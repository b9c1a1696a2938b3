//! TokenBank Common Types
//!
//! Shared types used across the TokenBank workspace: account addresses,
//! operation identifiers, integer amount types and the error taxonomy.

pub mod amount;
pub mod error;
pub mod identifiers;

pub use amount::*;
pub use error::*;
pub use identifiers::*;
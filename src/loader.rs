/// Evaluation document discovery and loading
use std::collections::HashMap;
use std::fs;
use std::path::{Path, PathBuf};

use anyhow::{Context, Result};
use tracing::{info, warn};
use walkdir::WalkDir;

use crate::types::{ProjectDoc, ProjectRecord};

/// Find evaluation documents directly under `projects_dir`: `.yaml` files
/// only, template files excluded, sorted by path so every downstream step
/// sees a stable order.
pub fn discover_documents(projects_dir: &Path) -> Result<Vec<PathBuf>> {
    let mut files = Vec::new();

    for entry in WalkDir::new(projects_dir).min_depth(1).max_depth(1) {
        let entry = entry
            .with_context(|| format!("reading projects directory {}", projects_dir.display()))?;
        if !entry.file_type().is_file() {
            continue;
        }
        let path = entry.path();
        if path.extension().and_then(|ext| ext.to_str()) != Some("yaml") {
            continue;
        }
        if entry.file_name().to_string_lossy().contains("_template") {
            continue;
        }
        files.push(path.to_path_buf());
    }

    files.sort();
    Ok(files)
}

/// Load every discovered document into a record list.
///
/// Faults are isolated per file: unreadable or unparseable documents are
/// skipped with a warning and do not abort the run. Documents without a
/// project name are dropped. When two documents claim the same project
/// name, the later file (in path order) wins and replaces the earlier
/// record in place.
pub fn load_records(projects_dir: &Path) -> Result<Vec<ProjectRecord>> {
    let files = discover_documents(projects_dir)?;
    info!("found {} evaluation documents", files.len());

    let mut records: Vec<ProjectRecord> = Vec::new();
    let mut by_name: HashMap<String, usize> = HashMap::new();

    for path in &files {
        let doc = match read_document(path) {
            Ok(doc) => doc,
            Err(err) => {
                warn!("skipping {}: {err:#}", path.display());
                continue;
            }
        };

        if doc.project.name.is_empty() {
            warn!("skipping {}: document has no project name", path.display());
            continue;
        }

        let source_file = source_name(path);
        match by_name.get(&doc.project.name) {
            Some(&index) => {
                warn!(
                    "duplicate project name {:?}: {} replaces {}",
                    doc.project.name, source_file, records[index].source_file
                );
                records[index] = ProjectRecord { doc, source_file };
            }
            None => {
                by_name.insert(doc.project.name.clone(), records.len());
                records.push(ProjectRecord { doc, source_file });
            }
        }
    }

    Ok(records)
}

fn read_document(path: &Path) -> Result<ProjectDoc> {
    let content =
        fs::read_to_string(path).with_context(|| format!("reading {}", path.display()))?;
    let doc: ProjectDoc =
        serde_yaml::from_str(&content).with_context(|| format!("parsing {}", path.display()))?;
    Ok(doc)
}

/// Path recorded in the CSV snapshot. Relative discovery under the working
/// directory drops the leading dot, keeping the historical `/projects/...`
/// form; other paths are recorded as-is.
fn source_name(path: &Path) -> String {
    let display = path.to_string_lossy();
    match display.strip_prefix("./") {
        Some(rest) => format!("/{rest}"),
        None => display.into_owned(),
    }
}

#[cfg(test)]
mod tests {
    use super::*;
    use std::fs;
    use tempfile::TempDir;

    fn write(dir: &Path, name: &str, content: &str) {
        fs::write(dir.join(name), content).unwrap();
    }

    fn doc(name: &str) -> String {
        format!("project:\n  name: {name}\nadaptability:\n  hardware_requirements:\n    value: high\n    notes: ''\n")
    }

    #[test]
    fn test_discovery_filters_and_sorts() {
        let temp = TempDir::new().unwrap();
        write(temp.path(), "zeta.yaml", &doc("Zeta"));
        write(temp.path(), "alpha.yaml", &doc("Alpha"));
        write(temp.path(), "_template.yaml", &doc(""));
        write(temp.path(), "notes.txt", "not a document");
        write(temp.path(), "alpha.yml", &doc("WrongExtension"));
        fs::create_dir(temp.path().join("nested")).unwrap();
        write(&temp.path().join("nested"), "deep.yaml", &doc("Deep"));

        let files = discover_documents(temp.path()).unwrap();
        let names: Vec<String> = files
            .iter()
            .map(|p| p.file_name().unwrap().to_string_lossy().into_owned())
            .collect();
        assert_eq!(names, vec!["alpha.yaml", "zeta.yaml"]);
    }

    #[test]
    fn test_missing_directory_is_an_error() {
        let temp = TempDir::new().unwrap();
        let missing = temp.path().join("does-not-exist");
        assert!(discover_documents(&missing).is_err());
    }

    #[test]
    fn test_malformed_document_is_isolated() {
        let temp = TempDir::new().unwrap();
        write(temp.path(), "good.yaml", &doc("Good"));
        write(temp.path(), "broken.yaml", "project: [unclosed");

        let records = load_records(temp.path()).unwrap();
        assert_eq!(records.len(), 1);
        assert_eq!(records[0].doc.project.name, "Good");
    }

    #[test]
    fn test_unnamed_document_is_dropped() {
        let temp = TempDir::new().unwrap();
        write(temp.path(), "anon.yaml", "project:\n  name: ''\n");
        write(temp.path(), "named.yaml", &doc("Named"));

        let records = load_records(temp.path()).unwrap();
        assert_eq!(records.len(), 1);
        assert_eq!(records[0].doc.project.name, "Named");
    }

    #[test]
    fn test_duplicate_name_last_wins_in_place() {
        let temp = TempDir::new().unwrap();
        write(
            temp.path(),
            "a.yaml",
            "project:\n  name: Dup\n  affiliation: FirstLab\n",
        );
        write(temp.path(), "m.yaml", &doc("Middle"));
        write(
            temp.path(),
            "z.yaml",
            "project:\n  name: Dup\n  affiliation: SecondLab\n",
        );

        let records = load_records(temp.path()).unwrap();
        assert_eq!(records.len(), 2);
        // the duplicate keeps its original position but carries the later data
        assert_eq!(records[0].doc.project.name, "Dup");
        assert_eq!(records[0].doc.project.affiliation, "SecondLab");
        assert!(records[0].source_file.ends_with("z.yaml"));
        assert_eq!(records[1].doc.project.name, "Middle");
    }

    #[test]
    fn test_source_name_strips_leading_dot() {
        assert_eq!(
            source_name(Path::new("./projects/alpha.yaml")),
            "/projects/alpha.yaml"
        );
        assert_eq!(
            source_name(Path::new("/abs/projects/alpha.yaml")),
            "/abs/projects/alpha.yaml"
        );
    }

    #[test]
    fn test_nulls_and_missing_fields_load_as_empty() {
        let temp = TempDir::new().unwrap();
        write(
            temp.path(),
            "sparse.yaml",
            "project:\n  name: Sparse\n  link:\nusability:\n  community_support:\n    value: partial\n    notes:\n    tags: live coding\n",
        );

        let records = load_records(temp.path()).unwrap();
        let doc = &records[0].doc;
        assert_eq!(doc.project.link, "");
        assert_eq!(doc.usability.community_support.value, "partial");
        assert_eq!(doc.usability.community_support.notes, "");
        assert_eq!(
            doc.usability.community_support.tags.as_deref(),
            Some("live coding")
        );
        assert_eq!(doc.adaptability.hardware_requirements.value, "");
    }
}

################

* _Exercise_: With nothing added or dropped, write out every entry.

* _Problem solution_:
repository b9c1a1696a2938b3
//! TokenBank Common Types
//!
//! Shared types used across the TokenBank workspace: account addresses,
//! operation identifiers, integer amount types and the error taxonomy.

pub mod amount;
pub mod error;
pub mod identifiers;

pub use amount::*;
pub use error::*;
pub use identifiers::*;
filename src/loader.rs
/// Evaluation document discovery and loading
use std::collections::HashMap;
use std::fs;
use std::path::{Path, PathBuf};

use anyhow::{Context, Result};
use tracing::{info, warn};
use walkdir::WalkDir;

use crate::types::{ProjectDoc, ProjectRecord};

/// Find evaluation documents directly under `projects_dir`: `.yaml` files
/// only, template files excluded, sorted by path so every downstream step
/// sees a stable order.
pub fn discover_documents(projects_dir: &Path) -> Result<Vec<PathBuf>> {
    let mut files = Vec::new();

    for entry in WalkDir::new(projects_dir).min_depth(1).max_depth(1) {
        let entry = entry
            .with_context(|| format!("reading projects directory {}", projects_dir.display()))?;
        if !entry.file_type().is_file() {
            continue;
        }
        let path = entry.path();
        if path.extension().and_then(|ext| ext.to_str()) != Some("yaml") {
            continue;
        }
        if entry.file_name().to_string_lossy().contains("_template") {
            continue;
        }
        files.push(path.to_path_buf());
    }

    files.sort();
    Ok(files)
}

/// Load every discovered document into a record list.
///
/// Faults are isolated per file: unreadable or unparseable documents are
/// skipped with a warning and do not abort the run. Documents without a
/// project name are dropped. When two documents claim the same project
/// name, the later file (in path order) wins and replaces the earlier
/// record in place.
pub fn load_records(projects_dir: &Path) -> Result<Vec<ProjectRecord>> {
    let files = discover_documents(projects_dir)?;
    info!("found {} evaluation documents", files.len());

    let mut records: Vec<ProjectRecord> = Vec::new();
    let mut by_name: HashMap<String, usize> = HashMap::new();

    for path in &files {
        let doc = match read_document(path) {
            Ok(doc) => doc,
            Err(err) => {
                warn!("skipping {}: {err:#}", path.display());
                continue;
            }
        };

        if doc.project.name.is_empty() {
            warn!("skipping {}: document has no project name", path.display());
            continue;
        }

        let source_file = source_name(path);
        match by_name.get(&doc.project.name) {
            Some(&index) => {
                warn!(
                    "duplicate project name {:?}: {} replaces {}",
                    doc.project.name, source_file, records[index].source_file
                );
                records[index] = ProjectRecord { doc, source_file };
            }
            None => {
                by_name.insert(doc.project.name.clone(), records.len());
                records.push(ProjectRecord { doc, source_file });
            }
        }
    }

    Ok(records)
}

fn read_document(path: &Path) -> Result<ProjectDoc> {
    let content =
        fs::read_to_string(path).with_context(|| format!("reading {}", path.display()))?;
    let doc: ProjectDoc =
        serde_yaml::from_str(&content).with_context(|| format!("parsing {}", path.display()))?;
    Ok(doc)
}

/// Path recorded in the CSV snapshot. Relative discovery under the working
/// directory drops the leading dot, keeping the historical `/projects/...`
/// form; other paths are recorded as-is.
fn source_name(path: &Path) -> String {
    let display = path.to_string_lossy();
    match display.strip_prefix("./") {
        Some(rest) => format!("/{rest}"),
        None => display.into_owned(),
    }
}

#[cfg(test)]
mod tests {
    use super::*;
    use std::fs;
    use tempfile::TempDir;

    fn write(dir: &Path, name: &str, content: &str) {
        fs::write(dir.join(name), content).unwrap();
    }

    fn doc(name: &str) -> String {
        format!("project:\n  name: {name}\nadaptability:\n  hardware_requirements:\n    value: high\n    notes: ''\n")
    }

    #[test]
    fn test_discovery_filters_and_sorts() {
        let temp = TempDir::new().unwrap();
        write(temp.path(), "zeta.yaml", &doc("Zeta"));
        write(temp.path(), "alpha.yaml", &doc("Alpha"));
        write(temp.path(), "_template.yaml", &doc(""));
        write(temp.path(), "notes.txt", "not a document");
        write(temp.path(), "alpha.yml", &doc("WrongExtension"));
        fs::create_dir(temp.path().join("nested")).unwrap();
        write(&temp.path().join("nested"), "deep.yaml", &doc("Deep"));

        let files = discover_documents(temp.path()).unwrap();
        let names: Vec<String> = files
            .iter()
            .map(|p| p.file_name().unwrap().to_string_lossy().into_owned())
            .collect();
        assert_eq!(names, vec!["alpha.yaml", "zeta.yaml"]);
    }

    #[test]
    fn test_missing_directory_is_an_error() {
        let temp = TempDir::new().unwrap();
        let missing = temp.path().join("does-not-exist");
        assert!(discover_documents(&missing).is_err());
    }

    #[test]
    fn test_malformed_document_is_isolated() {
        let temp = TempDir::new().unwrap();
        write(temp.path(), "good.yaml", &doc("Good"));
        write(temp.path(), "broken.yaml", "project: [unclosed");

        let records = load_records(temp.path()).unwrap();
        assert_eq!(records.len(), 1);
        assert_eq!(records[0].doc.project.name, "Good");
    }

    #[test]
    fn test_unnamed_document_is_dropped() {
        let temp = TempDir::new().unwrap();
        write(temp.path(), "anon.yaml", "project:\n  name: ''\n");
        write(temp.path(), "named.yaml", &doc("Named"));

        let records = load_records(temp.path()).unwrap();
        assert_eq!(records.len(), 1);
        assert_eq!(records[0].doc.project.name, "Named");
    }

    #[test]
    fn test_duplicate_name_last_wins_in_place() {
        let temp = TempDir::new().unwrap();
        write(
            temp.path(),
            "a.yaml",
            "project:\n  name: Dup\n  affiliation: FirstLab\n",
        );
        write(temp.path(), "m.yaml", &doc("Middle"));
        write(
            temp.path(),
            "z.yaml",
            "project:\n  name: Dup\n  affiliation: SecondLab\n",
        );

        let records = load_records(temp.path()).unwrap();
        assert_eq!(records.len(), 2);
        // the duplicate keeps its original position but carries the later data
        assert_eq!(records[0].doc.project.name, "Dup");
        assert_eq!(records[0].doc.project.affiliation, "SecondLab");
        assert!(records[0].source_file.ends_with("z.yaml"));
        assert_eq!(records[1].doc.project.name, "Middle");
    }

    #[test]
    fn test_source_name_strips_leading_dot() {
        assert_eq!(
            source_name(Path::new("./projects/alpha.yaml")),
            "/projects/alpha.yaml"
        );
        assert_eq!(
            source_name(Path::new("/abs/projects/alpha.yaml")),
            "/abs/projects/alpha.yaml"
        );
    }

    #[test]
    fn test_nulls_and_missing_fields_load_as_empty() {
        let temp = TempDir::new().unwrap();
        write(
            temp.path(),
            "sparse.yaml",
            "project:\n  name: Sparse\n  link:\nusability:\n  community_support:\n    value: partial\n    notes:\n    tags: live coding\n",
        );

        let records = load_records(temp.path()).unwrap();
        let doc = &records[0].doc;
        assert_eq!(doc.project.link, "");
        assert_eq!(doc.usability.community_support.value, "partial");
        assert_eq!(doc.usability.community_support.notes, "");
        assert_eq!(
            doc.usability.community_support.tags.as_deref(),
            Some("live coding")
        );
        assert_eq!(doc.adaptability.hardware_requirements.value, "");
    }
}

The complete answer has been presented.